After the Revolution of 1917 had triumphed, the anarchists in certain localities of Russia attempted to put their doctrine into practice, and thus came into sharp conflict with the whole course of the revolution. In the form of the so-called Workers' Opposition, anarcho-syndicalism attempted to establish itself in the working class movement, in the Communist Party, under the proletarian dictatorship.
At the most critical moment in the struggle of the proletariat against the united forces of the Russian and the international bourgeoisie, the anarchists engaged in dividing up the residences and property they had plundered from the rich, never realizing that in place of the old demolished system the proletariat must build its socialist system of economy.
In the south of the Ukraine, the anarchists-Makhno and his supporters-attempted to put into practice the ideal of anarchism. For the working people of the Ukraine and the whole of the Soviet Union the name of Makhno and his hordes is synonymous with the blackest crimes against the revolution, against the cause of the working class.

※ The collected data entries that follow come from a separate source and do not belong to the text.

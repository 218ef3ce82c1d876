//! locsheet API Server implementation
//!
//! HTTP server using Axum. Accepts spreadsheet uploads and returns the
//! converted localization JSON.

use std::net::{AddrParseError, SocketAddr};
use std::sync::Arc;

use anyhow::Context;
use axum::{
    extract::DefaultBodyLimit,
    routing::{get, post},
    Router,
};
use tower_http::cors::{Any, CorsLayer};
use tower_http::trace::TraceLayer;
use tracing::info;

use super::handlers;

/// Default upload limit: 10 MiB
pub const DEFAULT_MAX_UPLOAD_BYTES: usize = 10 * 1024 * 1024;

/// API Server configuration
#[derive(Clone, Debug)]
pub struct ApiConfig {
    pub host: String,
    pub port: u16,
    pub max_upload_bytes: usize,
}

impl Default for ApiConfig {
    fn default() -> Self {
        Self {
            host: "127.0.0.1".to_string(),
            port: 8080,
            max_upload_bytes: DEFAULT_MAX_UPLOAD_BYTES,
        }
    }
}

impl ApiConfig {
    /// Address to listen on. The host must be an IP literal.
    pub fn socket_addr(&self) -> Result<SocketAddr, AddrParseError> {
        format!("{}:{}", self.host, self.port).parse()
    }
}

/// Shared application state
#[derive(Clone)]
pub struct AppState {
    pub version: String,
    pub max_upload_bytes: usize,
}

impl AppState {
    pub fn from_config(config: &ApiConfig) -> Self {
        Self {
            version: env!("CARGO_PKG_VERSION").to_string(),
            max_upload_bytes: config.max_upload_bytes,
        }
    }
}

/// Build the application router
pub fn router(state: Arc<AppState>) -> Router {
    let cors = CorsLayer::new()
        .allow_origin(Any)
        .allow_methods(Any)
        .allow_headers(Any);

    let body_limit = DefaultBodyLimit::max(state.max_upload_bytes);

    Router::new()
        .route("/", get(handlers::root))
        .route("/health", get(handlers::health))
        .route("/version", get(handlers::version))
        .route("/api/convert", post(handlers::convert))
        .layer(body_limit)
        .with_state(state)
        .layer(cors)
        .layer(TraceLayer::new_for_http())
}

/// Run the API server
pub async fn run_api_server(config: ApiConfig) -> anyhow::Result<()> {
    // A subscriber may already be installed by the CLI
    let _ = tracing_subscriber::fmt()
        .with_env_filter(
            tracing_subscriber::EnvFilter::try_from_default_env()
                .unwrap_or_else(|_| "locsheet=info,tower_http=info".into()),
        )
        .try_init();

    let addr = config
        .socket_addr()
        .with_context(|| format!("invalid listen address '{}:{}'", config.host, config.port))?;

    let state = Arc::new(AppState::from_config(&config));
    let app = router(state);

    info!("locsheet API server starting on http://{}", addr);
    info!("   Convert: POST /api/convert (multipart: file, mode, sheet, sheet_index)");
    info!("   Health: /health, Version: /version");
    info!("   Upload limit: {} bytes", config.max_upload_bytes);

    let listener = tokio::net::TcpListener::bind(addr).await?;
    axum::serve(listener, app)
        .with_graceful_shutdown(shutdown_signal())
        .await?;

    info!("locsheet API server shutdown complete");
    Ok(())
}

/// Graceful shutdown signal handler
async fn shutdown_signal() {
    let ctrl_c = async {
        tokio::signal::ctrl_c()
            .await
            .expect("failed to install Ctrl+C handler");
    };

    #[cfg(unix)]
    let terminate = async {
        tokio::signal::unix::signal(tokio::signal::unix::SignalKind::terminate())
            .expect("failed to install signal handler")
            .recv()
            .await;
    };

    #[cfg(not(unix))]
    let terminate = std::future::pending::<()>();

    tokio::select! {
        _ = ctrl_c => {},
        _ = terminate => {},
    }

    info!("Shutdown signal received, stopping server...");
}
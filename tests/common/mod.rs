//! Shared fixtures: builds real .xlsx workbooks in memory

#![allow(dead_code)]

use rust_xlsxwriter::Workbook;

/// A fixture cell
#[derive(Clone, Copy)]
pub enum Cell {
    Text(&'static str),
    Number(f64),
    Blank,
}

pub use Cell::{Blank, Number as N, Text as T};

pub const APP_HEADER: [&str; 8] = [
    "Key",
    "HAS_LINKS",
    "tr_TR",
    "en_INT",
    "tr_TR_Link_Text",
    "tr_TR_Link_URL",
    "en_INT_Link_Text",
    "en_INT_Link_URL",
];

pub const BACKEND_HEADER: [&str; 3] = ["Key", "en", "tr"];

/// One sheet: header row followed by data rows
pub fn xlsx(header: &[&str], rows: &[Vec<Cell>]) -> Vec<u8> {
    xlsx_sheets(&[("Sheet1", header, rows)])
}

pub fn xlsx_sheets(sheets: &[(&str, &[&str], &[Vec<Cell>])]) -> Vec<u8> {
    let mut book = Workbook::new();

    for (name, header, rows) in sheets {
        let sheet = book.add_worksheet();
        sheet.set_name(*name).unwrap();

        for (col, title) in header.iter().enumerate() {
            sheet.write_string(0, col as u16, *title).unwrap();
        }

        for (r, row) in rows.iter().enumerate() {
            let r = (r + 1) as u32;
            for (c, cell) in row.iter().enumerate() {
                let c = c as u16;
                match cell {
                    Cell::Text(s) => {
                        sheet.write_string(r, c, *s).unwrap();
                    }
                    Cell::Number(n) => {
                        sheet.write_number(r, c, *n).unwrap();
                    }
                    Cell::Blank => {}
                }
            }
        }
    }

    book.save_to_buffer().unwrap()
}

/// Label row that app sheets carry as their first data row
pub fn app_label_row() -> Vec<Cell> {
    vec![
        T("Key"),
        T("Has links"),
        T("Türkçe"),
        T("English"),
        T("TR link text"),
        T("TR link"),
        T("EN link text"),
        T("EN link"),
    ]
}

Thus the first proletarian revolution in the world tested not only the doctrine, program, strategy and tactics of the Communists, but also the doctrine, program, strategy and tactics of the anarchists. In their struggles the vast masses of the people throughout the world can benefit by the experience of the October Revolution. Of course, they must take into account the specific features of the struggle for emancipation in their own countries, but they would be making a great and irretrievable mistake if they simply disregarded this experience and failed to apply it. What could one say about people who obstinately refused to take a known and tried road leading to the goal but must at all costs take a different road, which leads them to defeat?
The workers in those countries where they now have to choose between the doctrine of the anarchists and that of the Communists should know both these roads.